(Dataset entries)
use anyhow::{Context, Result};
use serde::{Deserialize, Serialize};
use std::{fs, path::PathBuf, sync::RwLock};

/// The xDrip+ local web server default, so a paired phone works without
/// any configuration.
pub const DEFAULT_NIGHTSCOUT_URL: &str = "http://127.0.0.1:17580/sgv.json";

#[derive(Debug, Clone, Serialize, Deserialize)]
pub struct NightscoutSettings {
    pub url: String,
    /// Empty means no auth headers are sent.
    pub api_token: String,
}

impl Default for NightscoutSettings {
    fn default() -> Self {
        Self {
            url: DEFAULT_NIGHTSCOUT_URL.into(),
            api_token: String::new(),
        }
    }
}

#[derive(Debug, Clone, Serialize, Deserialize)]
struct UserSettings {
    nightscout: NightscoutSettings,
}

impl Default for UserSettings {
    fn default() -> Self {
        Self {
            nightscout: NightscoutSettings::default(),
        }
    }
}

pub struct SettingsStore {
    path: PathBuf,
    data: RwLock<UserSettings>,
}

impl SettingsStore {
    pub fn new(path: PathBuf) -> Result<Self> {
        let data = if path.exists() {
            let contents = fs::read_to_string(&path)
                .with_context(|| format!("Failed to read settings from {}", path.display()))?;
            serde_json::from_str(&contents).unwrap_or_default()
        } else {
            UserSettings::default()
        };

        Ok(Self {
            path,
            data: RwLock::new(data),
        })
    }

    pub fn nightscout(&self) -> NightscoutSettings {
        self.data.read().unwrap().nightscout.clone()
    }

    pub fn update_nightscout(&self, settings: NightscoutSettings) -> Result<()> {
        {
            let mut guard = self.data.write().unwrap();
            guard.nightscout = settings;
            self.persist(&guard)?;
        }
        Ok(())
    }

    /// Re-read the file, picking up edits made outside this process.
    pub fn reload(&self) -> Result<()> {
        let contents = fs::read_to_string(&self.path)?;
        let data: UserSettings = serde_json::from_str(&contents)?;
        let mut guard = self.data.write().unwrap();
        *guard = data;
        Ok(())
    }

    fn persist(&self, data: &UserSettings) -> Result<()> {
        let serialized = serde_json::to_string_pretty(data)?;
        fs::write(&self.path, serialized)
            .with_context(|| format!("Failed to write settings to {}", self.path.display()))
    }
}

• ASSIGNMENT: Only the lines from the one with "self.persist(&guard)?;" through the end of the records above are to be copied, exactly as written.

• RESPONSE AREA:
            self.persist(&guard)?;
        }
        Ok(())
    }

    /// Re-read the file, picking up edits made outside this process.
    pub fn reload(&self) -> Result<()> {
        let contents = fs::read_to_string(&self.path)?;
        let data: UserSettings = serde_json::from_str(&contents)?;
        let mut guard = self.data.write().unwrap();
        *guard = data;
        Ok(())
    }

    fn persist(&self, data: &UserSettings) -> Result<()> {
        let serialized = serde_json::to_string_pretty(data)?;
        fs::write(&self.path, serialized)
            .with_context(|| format!("Failed to write settings to {}", self.path.display()))
    }
}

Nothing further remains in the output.